Name _____________________
Period _______
Waves Lab
Supplies:
Length of rope
Slinky
Meter stick
Piece of string
Rope lab
1. Stretch the length of rope between you and a partner. Measure the length of the rope:
____________ meters
2. If you start wiggling this rope back and forth, what type of wave will you produce?
3. Lay the rope along a straight line (use the tiles on the floor). Make a wave by gently
moving the rope off the line in 2 places. It will now look something like this:
Measure the following on your wave:
4. What is the amplitude of one of your waves?

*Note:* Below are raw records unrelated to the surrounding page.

//! .travis.yml generation
//!
//! Works out the section values for a target (the platform itself, a plugin
//! or the tests-plugins repository), merges them with the existing file and
//! writes the result.

mod command;
mod model;
mod plugin;
mod requirements;
mod versions;

pub use command::{addslashes, self_referential_command, GENERATE_COMMAND, OMITTED_SETTINGS};
pub use model::{ExcludedJob, TestJob, ViewModel};
pub use plugin::{plugin_minimum_php_version, PluginTestSuites, TEST_DIRS};
pub use requirements::{
    check_compatible, maximum_required, minimum_required, read_manifest, required_version,
    required_versions, Compatibility, RequiredVersion, RequirementError, FALLBACK_VERSION,
};
pub use versions::{
    compare_versions, latest_release_tag, latest_stable_from_git, minimum_version,
    version_known_on_travis, KNOWN_PATCH_VERSIONS,
};

use serde_json::Value;
use std::fs;
use std::io;
use std::path::{Path, PathBuf};
use tracing::{info, warn};

use crate::config::{ConfigError, ConfigSource, EffectiveSettings, REPO_CONFIG_FILE};
use crate::document::{self, Document, DocumentError};
use crate::view::{self, FragmentLookup, Fragments, GeneratedValues, Rendered, ENV_SECTION};

/// Name of the generated file
pub const TRAVIS_YML: &str = ".travis.yml";

/// Used when no release tag can be found
pub const FALLBACK_LATEST_STABLE: &str = "master";

/// Suites run for the platform itself
pub const CORE_TEST_SUITES: &[&str] = &[
    "UnitTests",
    "SystemTestsCore",
    "IntegrationTestsCore",
    "SystemTestsPlugins",
    "IntegrationTestsPlugins",
    "UITests",
    "JavascriptTests",
];

/// Suites that only need to run once, on the highest PHP version
const SINGLE_PHP_SUITES: &[&str] = &["UITests", "JavascriptTests"];

const MYSQL_ADAPTER: &str = "MYSQL_ADAPTER=PDO_MYSQL";
const AGAINST_TEST_TARGET: &str = "TEST_AGAINST_PIWIK_BRANCH=$PIWIK_TEST_TARGET";
const AGAINST_MINIMUM_REQUIRED: &str = "TEST_AGAINST_CORE=minimum_required_piwik";

/// What the file is generated for
#[derive(Debug, Clone, PartialEq, Eq)]
pub enum Target {
    /// The platform repository
    Core,
    /// A plugin, by name
    Plugin(String),
    /// The tests-plugins repository at the given path
    TestsPlugins(PathBuf),
}

impl Target {
    pub fn mode(&self) -> &'static str {
        match self {
            Target::Core => "core",
            Target::Plugin(_) => "plugin",
            Target::TestsPlugins(_) => "tests-plugins",
        }
    }
}

/// Options that locate the input and output files
#[derive(Debug, Clone, Default)]
pub struct GenerateOptions {
    pub target: Option<Target>,

    /// Checkout of the platform; plugins live in `<platform_root>/plugins`
    pub platform_root: PathBuf,

    /// Overrides the repository the file belongs to
    pub repo_root_dir: Option<PathBuf>,

    /// Write here instead of `<repo>/.travis.yml`
    pub dump: Option<PathBuf>,
}

/// Generation errors
#[derive(Debug, thiserror::Error)]
pub enum GenerateError {
    #[error("Missing input: {0}")]
    MissingInput(String),

    #[error(transparent)]
    Config(#[from] ConfigError),

    #[error("Cannot parse '{path}': {source}")]
    Parse {
        path: String,
        #[source]
        source: DocumentError,
    },

    #[error("Cannot write to '{path}': {source}")]
    Write {
        path: String,
        #[source]
        source: io::Error,
    },
}

/// Result of a generation run, before it is written
#[derive(Debug, Clone)]
pub struct Generation {
    pub target: Target,

    /// `<repo>/.travis.yml`, where the existing file was read from
    pub output_path: PathBuf,

    /// Where the contents will be written (differs with `--dump`)
    pub write_path: PathBuf,

    /// SHA-256 of the existing file, if there was one
    pub existing_digest: Option<String>,

    pub rendered: Rendered,

    /// Fragment files that were found
    pub fragments: Vec<String>,

    pub sources: Vec<ConfigSource>,
}

/// Generator for one target
#[derive(Debug)]
pub struct Generator {
    target: Target,
    options: GenerateOptions,
    settings: EffectiveSettings,
    cli_overrides: Option<Value>,
}

impl Generator {
    /// Resolve the target and load the layered settings. `cli_overrides`
    /// holds the settings given on the command line.
    pub fn new(options: GenerateOptions, cli_overrides: Option<Value>) -> Result<Self, GenerateError> {
        let target = options.target.clone().ok_or_else(|| {
            GenerateError::MissingInput(
                "one of --core, --plugin or --tests-plugins is required".to_string(),
            )
        })?;

        let repo_root = Self::resolve_repo_root(&target, &options);
        let settings =
            EffectiveSettings::build(Some(&repo_root.join(REPO_CONFIG_FILE)), cli_overrides.clone())?;

        Ok(Self {
            target,
            options,
            settings,
            cli_overrides,
        })
    }

    fn resolve_repo_root(target: &Target, options: &GenerateOptions) -> PathBuf {
        if let Some(dir) = &options.repo_root_dir {
            return dir.clone();
        }
        match target {
            Target::Core => options.platform_root.clone(),
            Target::Plugin(name) => options.platform_root.join("plugins").join(name),
            Target::TestsPlugins(path) => path.clone(),
        }
    }

    pub fn target(&self) -> &Target {
        &self.target
    }

    pub fn settings(&self) -> &EffectiveSettings {
        &self.settings
    }

    /// Repository the generated file belongs to
    pub fn repo_root(&self) -> PathBuf {
        Self::resolve_repo_root(&self.target, &self.options)
    }

    /// `<repo>/.travis.yml`; `--dump` has no effect on this path
    pub fn output_path(&self) -> PathBuf {
        self.repo_root().join(TRAVIS_YML)
    }

    /// Directory holding the extension fragments, if the target has one
    pub fn fragments_dir(&self) -> Option<PathBuf> {
        match self.target {
            Target::Core => None,
            Target::Plugin(_) => Some(self.repo_root().join("tests").join("travis")),
            Target::TestsPlugins(_) => Some(self.repo_root().join("travis")),
        }
    }

    /// Generate the new contents without writing them
    pub fn generate(&self) -> Result<Generation, GenerateError> {
        let output_path = self.output_path();
        let existing = read_existing(&output_path)?;
        let fragments = self.load_fragments();

        let values = self.generated_values(&fragments);
        let rendered = view::render(&values, &existing, &fragments);

        if rendered.preserved.iter().any(|s| s == ENV_SECTION)
            && !self.settings.settings.extra_global_env.is_empty()
        {
            info!("Existing .yml file found, ignoring global variables specified on command line.");
        }
        for name in &rendered.preserved {
            info!("Keeping existing '{}' section.", name);
        }
        for name in &rendered.passthrough {
            info!("Keeping unknown section '{}'.", name);
        }

        Ok(Generation {
            target: self.target.clone(),
            write_path: self.options.dump.clone().unwrap_or_else(|| output_path.clone()),
            output_path,
            existing_digest: existing.digest().map(str::to_string),
            rendered,
            fragments: fragments.names(),
            sources: self.settings.sources.clone(),
        })
    }

    /// Write the generated contents, returning the path written to
    pub fn write(&self, generation: &Generation) -> Result<PathBuf, GenerateError> {
        let path = &generation.write_path;
        fs::write(path, &generation.rendered.text).map_err(|source| GenerateError::Write {
            path: path.display().to_string(),
            source,
        })?;
        Ok(path.clone())
    }

    /// Values of every generated section for this target
    pub fn generated_values<F>(&self, fragments: &F) -> GeneratedValues
    where
        F: FragmentLookup + ?Sized,
    {
        self.view_model().generated_values(fragments)
    }

    /// Collect everything the sections are computed from
    pub fn view_model(&self) -> ViewModel {
        let settings = &self.settings.settings;
        let (php_versions, minimum_php) = self.php_versions();
        info!("Using minimum PHP version: {}", minimum_php);

        let (tests_to_run, tests_to_exclude) = match &self.target {
            Target::Core => core_jobs(&minimum_php),
            Target::Plugin(_) => plugin_jobs(&self.plugin_test_suites(), &minimum_php),
            Target::TestsPlugins(_) => (vec![TestJob::new("PluginTests", MYSQL_ADAPTER)], Vec::new()),
        };

        let (travis_sh_location, travis_sh_cwd) = match self.target {
            Target::TestsPlugins(_) => ("./travis.sh", "$TRAVIS_BUILD_DIR"),
            _ => ("$PIWIK_ROOT_DIR/tests/travis/travis.sh", "tests/PHPUnit"),
        };

        let command = self_referential_command(&self.target, self.cli_overrides.as_ref());

        ViewModel {
            target: self.target.clone(),
            php_versions,
            latest_stable: self.latest_stable(),
            tests_to_run,
            tests_to_exclude,
            console_command: addslashes(&command),
            travis_sh_location: travis_sh_location.to_string(),
            travis_sh_cwd: travis_sh_cwd.to_string(),
            distribution: settings.distribution.clone(),
            sudo_false: settings.sudo_false,
            services: settings.services.clone(),
            apt_packages: settings.apt_packages.clone(),
            extra_global_env: settings.extra_global_env.clone(),
        }
    }

    /// PHP versions to write and the minimum among them.
    ///
    /// A plugin's `plugin.json` requirement replaces the lowest configured
    /// version unless the versions were set explicitly.
    fn php_versions(&self) -> (Vec<String>, String) {
        let mut versions = self.settings.settings.php_versions.clone();
        let mut minimum = minimum_version(&versions).cloned().unwrap_or_default();

        if let Target::Plugin(_) = self.target {
            if !self.settings.is_overridden("php_versions") {
                if let Some(required) = plugin_minimum_php_version(&self.repo_root()) {
                    let lowest = versions
                        .iter()
                        .enumerate()
                        .min_by(|(_, a), (_, b)| compare_versions(a, b))
                        .map(|(i, _)| i);
                    if let Some(i) = lowest {
                        versions[i] = required.clone();
                    }
                    minimum = required;
                }
            }
        }

        let versions = versions.iter().map(|v| version_known_on_travis(v)).collect();
        (versions, version_known_on_travis(&minimum))
    }

    fn plugin_test_suites(&self) -> PluginTestSuites {
        let settings = &self.settings.settings;
        let mut suites = PluginTestSuites::detect(&self.repo_root());
        suites.php |= settings.force_php_tests;
        suites.ui |= settings.force_ui_tests;

        if suites.is_empty() {
            info!("No tests found for this plugin, generating PluginTests jobs.");
            suites.php = true;
        }
        suites
    }

    fn latest_stable(&self) -> String {
        if let Some(version) = &self.settings.settings.latest_stable {
            return version.clone();
        }
        if !matches!(self.target, Target::Plugin(_)) {
            return FALLBACK_LATEST_STABLE.to_string();
        }

        match latest_stable_from_git(&self.options.platform_root) {
            Some(version) => {
                info!("Testing against latest known stable {}.", version);
                version
            }
            None => {
                info!(
                    "No release tag found, testing against {}.",
                    FALLBACK_LATEST_STABLE
                );
                FALLBACK_LATEST_STABLE.to_string()
            }
        }
    }

    fn load_fragments(&self) -> Fragments {
        let Some(dir) = self.fragments_dir() else {
            return Fragments::new();
        };

        match Fragments::load(&dir) {
            Ok(fragments) => fragments,
            Err(e) => {
                warn!("Cannot read fragments in {}: {}", dir.display(), e);
                Fragments::new()
            }
        }
    }
}

/// Existing document at `path`, empty if there is none yet
fn read_existing(path: &Path) -> Result<Document, GenerateError> {
    if path.exists() {
        info!("Found existing YAML file at {}.", path.display());
    } else {
        info!(
            "Could not find existing YAML file at {}, generating a new one.",
            path.display()
        );
    }

    document::read(path).map_err(|source| GenerateError::Parse {
        path: path.display().to_string(),
        source,
    })
}

fn core_jobs(minimum_php: &str) -> (Vec<TestJob>, Vec<ExcludedJob>) {
    let run: Vec<TestJob> = CORE_TEST_SUITES
        .iter()
        .map(|suite| TestJob::new(*suite, MYSQL_ADAPTER))
        .collect();

    let exclude = run
        .iter()
        .filter(|job| SINGLE_PHP_SUITES.contains(&job.suite.as_str()))
        .map(|job| ExcludedJob {
            description: Some(format!("execute {} only w/ the highest PHP version", job.suite)),
            php: minimum_php.to_string(),
            env: job.env_line(),
        })
        .collect();

    (run, exclude)
}

fn plugin_jobs(suites: &PluginTestSuites, minimum_php: &str) -> (Vec<TestJob>, Vec<ExcludedJob>) {
    let mut run = Vec::new();
    let mut exclude = Vec::new();
    let against_target = format!("{} {}", MYSQL_ADAPTER, AGAINST_TEST_TARGET);
    let against_minimum = format!("{} {}", MYSQL_ADAPTER, AGAINST_MINIMUM_REQUIRED);

    let excluded = |description: &str, job: &TestJob| ExcludedJob {
        description: Some(format!("execute {} only w/ PHP {}", description, minimum_php)),
        php: minimum_php.to_string(),
        env: job.env_line(),
    };

    if suites.php {
        let latest = TestJob::new("PluginTests", &against_target);
        let minimum = TestJob::new("PluginTests", &against_minimum);
        exclude.push(excluded("latest stable tests", &minimum));
        run.push(latest);
        run.push(minimum);
    }

    if suites.ui {
        let ui = TestJob::new("UITests", &against_target);
        exclude.push(excluded("UI tests", &ui));
        run.push(ui);
    }

    if suites.javascript {
        let latest = TestJob::new("JavascriptTests", &against_target);
        let minimum = TestJob::new("JavascriptTests", &against_minimum);
        exclude.push(excluded("JS tests", &latest));
        exclude.push(excluded("JS tests", &minimum));
        run.push(latest);
        run.push(minimum);
    }

    (run, exclude)
}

5. What is the wavelength of one of your waves?
6. What would be the frequency of your wave if the entire rope demonstrates one second?
7. Draw your wave and label the following: amplitude, wavelength, crest, trough, resting
position.
Rope lab (cont.)
8. FM radio waves have a wavelength of approximately 1 to 3 meters. Using the rope,
construct a wave that has a wavelength between 1 and 3 meters. Keep the amplitude the
same for each wave (as much as possible).
What wavelength did you construct? ________m
Have your teacher verify your wave and initial here: _______________
9. What type of mechanical wave did you make with this rope?
10. List three other things that travel in this type of wave .
Look at the diagram of harmonics for stringed instruments:
11. Using your rope, shake it at different speeds to make a 1st
harmonic wave, a 2nd harmonic wave, a 3rd harmonic wave, and a
4th harmonic wave. Which waves were easy to make?
Were any difficult (or not possible) for you to make?
Slinky lab
12. Stretch a slinky out between two people sitting on the floor. Do not stretch the slinky
too far that you ruin it! Measure the distance between the two partners. ________m
13. Tie a small piece of string to one of the slinky coils (tie it fairly close to one of the
ends). Have one partner reach forward and grab the slinky and pull it back to make a
compressed area. Measure how far the piece of string moved from the rest position.
____________ m (cm/100) You just measured the amplitude of the wave!
14. Let go of the compressed area. Describe what happened when you let go.
15. What type of mechanical wave did you produce?
16. Draw an example of this type of wave and label the following: compression, rarefaction,
wavelength.
17. Now, have both partners reach forward and pull back an equal amount of slinky (your
third partner can measure to make sure you each have about the same amount. Both release
your area of the slinky at the same time. Describe what happened:
18. Read pages 510 and 511 about interference. What type of interference did you just
create?
19. Of the two types of waves you have made during this lab, which one would be the wave
type that sound waves are?
20. If you have a mechanical wave with a wavelength of .25m and frequency of 3.0 Hz
(remember a Hz is how many times per second). What is the speed of that wave?